* [TRY IT] Read the records beneath this task and copy every line that contains the string "length".

* [PROVIDED ENTRIES]

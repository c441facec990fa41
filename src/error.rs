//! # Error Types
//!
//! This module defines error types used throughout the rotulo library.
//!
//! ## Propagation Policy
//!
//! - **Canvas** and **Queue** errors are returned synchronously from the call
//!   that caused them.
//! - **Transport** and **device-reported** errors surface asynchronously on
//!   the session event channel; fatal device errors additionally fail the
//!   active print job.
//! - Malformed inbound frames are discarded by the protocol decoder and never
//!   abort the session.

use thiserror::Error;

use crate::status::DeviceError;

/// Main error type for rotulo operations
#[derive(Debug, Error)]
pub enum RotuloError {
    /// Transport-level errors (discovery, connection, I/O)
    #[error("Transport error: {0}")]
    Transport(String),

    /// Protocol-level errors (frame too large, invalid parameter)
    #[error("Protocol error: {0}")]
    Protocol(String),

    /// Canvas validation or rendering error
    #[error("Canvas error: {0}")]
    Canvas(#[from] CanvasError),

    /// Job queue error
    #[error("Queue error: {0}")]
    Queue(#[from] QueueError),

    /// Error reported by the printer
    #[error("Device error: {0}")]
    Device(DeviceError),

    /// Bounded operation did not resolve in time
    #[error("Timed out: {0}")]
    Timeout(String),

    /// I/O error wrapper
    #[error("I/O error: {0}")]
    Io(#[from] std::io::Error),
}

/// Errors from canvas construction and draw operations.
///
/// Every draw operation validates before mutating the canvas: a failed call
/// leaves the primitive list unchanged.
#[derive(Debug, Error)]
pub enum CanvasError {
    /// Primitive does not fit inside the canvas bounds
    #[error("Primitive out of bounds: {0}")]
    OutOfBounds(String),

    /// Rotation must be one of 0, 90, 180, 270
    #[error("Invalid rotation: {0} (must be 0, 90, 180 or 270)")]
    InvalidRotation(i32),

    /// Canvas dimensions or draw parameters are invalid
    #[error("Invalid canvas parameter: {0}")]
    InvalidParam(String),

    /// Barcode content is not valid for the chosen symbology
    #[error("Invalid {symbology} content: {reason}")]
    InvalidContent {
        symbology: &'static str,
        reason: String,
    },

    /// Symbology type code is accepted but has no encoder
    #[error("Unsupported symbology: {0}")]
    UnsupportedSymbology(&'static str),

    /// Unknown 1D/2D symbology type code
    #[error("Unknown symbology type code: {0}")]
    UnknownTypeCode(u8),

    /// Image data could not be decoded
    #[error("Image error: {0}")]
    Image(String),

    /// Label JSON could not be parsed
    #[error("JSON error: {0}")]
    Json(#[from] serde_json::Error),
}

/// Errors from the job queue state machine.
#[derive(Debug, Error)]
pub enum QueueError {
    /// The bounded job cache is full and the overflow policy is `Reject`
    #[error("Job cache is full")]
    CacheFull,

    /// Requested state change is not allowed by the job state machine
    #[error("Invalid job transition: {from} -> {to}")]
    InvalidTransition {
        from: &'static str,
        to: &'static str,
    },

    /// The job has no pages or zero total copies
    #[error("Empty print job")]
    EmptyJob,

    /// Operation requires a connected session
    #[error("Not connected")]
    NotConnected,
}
==
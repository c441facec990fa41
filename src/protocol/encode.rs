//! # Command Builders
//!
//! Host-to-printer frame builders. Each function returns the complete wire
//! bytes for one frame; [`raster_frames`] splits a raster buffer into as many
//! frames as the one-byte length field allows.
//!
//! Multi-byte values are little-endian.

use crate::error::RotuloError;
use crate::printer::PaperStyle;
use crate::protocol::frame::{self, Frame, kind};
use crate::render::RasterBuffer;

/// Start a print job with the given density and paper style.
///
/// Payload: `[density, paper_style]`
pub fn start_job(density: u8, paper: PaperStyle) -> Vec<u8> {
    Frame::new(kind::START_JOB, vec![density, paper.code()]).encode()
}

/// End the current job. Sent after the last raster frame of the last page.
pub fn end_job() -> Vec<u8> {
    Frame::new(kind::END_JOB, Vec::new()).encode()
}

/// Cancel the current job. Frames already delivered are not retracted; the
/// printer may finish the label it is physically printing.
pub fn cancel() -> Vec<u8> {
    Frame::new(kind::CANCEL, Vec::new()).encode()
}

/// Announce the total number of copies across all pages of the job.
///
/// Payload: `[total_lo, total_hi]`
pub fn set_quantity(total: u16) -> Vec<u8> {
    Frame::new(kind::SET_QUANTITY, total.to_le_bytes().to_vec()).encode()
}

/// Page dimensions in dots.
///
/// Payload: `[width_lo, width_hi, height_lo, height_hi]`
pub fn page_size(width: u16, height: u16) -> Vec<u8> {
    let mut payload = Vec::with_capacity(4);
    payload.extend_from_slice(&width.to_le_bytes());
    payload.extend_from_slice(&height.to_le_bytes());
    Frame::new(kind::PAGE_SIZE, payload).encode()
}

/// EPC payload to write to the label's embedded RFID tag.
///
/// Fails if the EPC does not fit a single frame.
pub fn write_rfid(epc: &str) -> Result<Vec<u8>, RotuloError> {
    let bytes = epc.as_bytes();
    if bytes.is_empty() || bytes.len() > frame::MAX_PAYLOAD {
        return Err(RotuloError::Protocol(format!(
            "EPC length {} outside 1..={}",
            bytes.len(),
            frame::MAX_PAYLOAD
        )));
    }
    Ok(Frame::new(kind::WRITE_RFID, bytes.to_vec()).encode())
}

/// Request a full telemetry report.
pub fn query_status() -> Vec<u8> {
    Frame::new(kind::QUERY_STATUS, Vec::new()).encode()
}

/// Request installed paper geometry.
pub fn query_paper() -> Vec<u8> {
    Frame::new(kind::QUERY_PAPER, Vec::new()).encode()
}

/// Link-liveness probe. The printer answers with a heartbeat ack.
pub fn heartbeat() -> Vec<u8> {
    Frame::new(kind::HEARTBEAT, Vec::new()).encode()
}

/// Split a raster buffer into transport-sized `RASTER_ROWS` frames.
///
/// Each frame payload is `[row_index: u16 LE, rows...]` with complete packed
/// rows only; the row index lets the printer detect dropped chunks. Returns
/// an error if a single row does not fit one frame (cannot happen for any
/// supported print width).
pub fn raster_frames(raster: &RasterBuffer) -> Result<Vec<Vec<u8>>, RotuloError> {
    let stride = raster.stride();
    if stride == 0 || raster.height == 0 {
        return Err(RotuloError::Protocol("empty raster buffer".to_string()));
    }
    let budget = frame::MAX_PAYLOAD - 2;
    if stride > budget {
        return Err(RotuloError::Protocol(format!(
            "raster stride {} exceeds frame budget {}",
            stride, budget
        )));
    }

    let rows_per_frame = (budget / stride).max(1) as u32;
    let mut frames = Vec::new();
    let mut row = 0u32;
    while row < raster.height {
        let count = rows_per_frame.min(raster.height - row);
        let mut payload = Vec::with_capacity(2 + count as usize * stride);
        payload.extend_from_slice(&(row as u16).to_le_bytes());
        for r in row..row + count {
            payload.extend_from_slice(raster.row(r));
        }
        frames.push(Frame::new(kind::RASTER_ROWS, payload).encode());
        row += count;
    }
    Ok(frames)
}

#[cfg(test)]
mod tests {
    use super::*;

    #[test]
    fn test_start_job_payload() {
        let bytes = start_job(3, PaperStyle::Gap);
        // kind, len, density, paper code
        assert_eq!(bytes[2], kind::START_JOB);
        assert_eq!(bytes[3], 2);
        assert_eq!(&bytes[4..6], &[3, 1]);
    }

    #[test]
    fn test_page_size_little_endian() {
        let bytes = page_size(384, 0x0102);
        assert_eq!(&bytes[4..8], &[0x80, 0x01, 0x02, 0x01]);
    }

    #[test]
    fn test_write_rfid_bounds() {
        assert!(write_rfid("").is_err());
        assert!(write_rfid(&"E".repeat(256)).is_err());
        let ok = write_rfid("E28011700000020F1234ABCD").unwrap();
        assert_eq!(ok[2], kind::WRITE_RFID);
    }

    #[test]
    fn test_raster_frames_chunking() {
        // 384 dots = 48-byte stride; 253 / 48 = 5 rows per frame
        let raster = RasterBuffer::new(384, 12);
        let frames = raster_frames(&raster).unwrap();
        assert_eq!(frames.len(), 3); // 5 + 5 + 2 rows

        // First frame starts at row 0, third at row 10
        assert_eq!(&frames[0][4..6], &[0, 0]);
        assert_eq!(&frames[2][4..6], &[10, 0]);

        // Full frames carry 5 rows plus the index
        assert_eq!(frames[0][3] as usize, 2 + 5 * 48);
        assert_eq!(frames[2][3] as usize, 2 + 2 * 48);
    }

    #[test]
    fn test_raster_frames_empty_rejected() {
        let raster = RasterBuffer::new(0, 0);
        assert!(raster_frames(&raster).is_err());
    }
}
---
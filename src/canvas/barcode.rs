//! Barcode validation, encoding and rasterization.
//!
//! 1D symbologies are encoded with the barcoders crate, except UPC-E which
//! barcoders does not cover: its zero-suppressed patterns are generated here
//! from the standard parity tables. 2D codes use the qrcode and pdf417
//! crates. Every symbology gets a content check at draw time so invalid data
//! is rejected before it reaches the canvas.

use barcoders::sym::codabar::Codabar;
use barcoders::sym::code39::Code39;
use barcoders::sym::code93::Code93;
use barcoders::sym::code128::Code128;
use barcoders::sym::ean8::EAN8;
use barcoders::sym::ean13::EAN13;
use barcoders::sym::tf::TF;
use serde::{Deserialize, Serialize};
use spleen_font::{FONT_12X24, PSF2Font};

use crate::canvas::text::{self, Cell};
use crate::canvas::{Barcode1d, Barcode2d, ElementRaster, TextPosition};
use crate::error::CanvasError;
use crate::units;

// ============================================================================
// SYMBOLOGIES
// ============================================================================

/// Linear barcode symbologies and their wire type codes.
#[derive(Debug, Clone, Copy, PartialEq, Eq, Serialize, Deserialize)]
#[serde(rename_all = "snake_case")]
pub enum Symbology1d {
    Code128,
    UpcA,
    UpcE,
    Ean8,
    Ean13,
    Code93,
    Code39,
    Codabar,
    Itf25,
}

* [SOLUTION TO THIS EXERCISE]
//! frames as the one-byte length field allows.
            "EPC length {} outside 1..={}",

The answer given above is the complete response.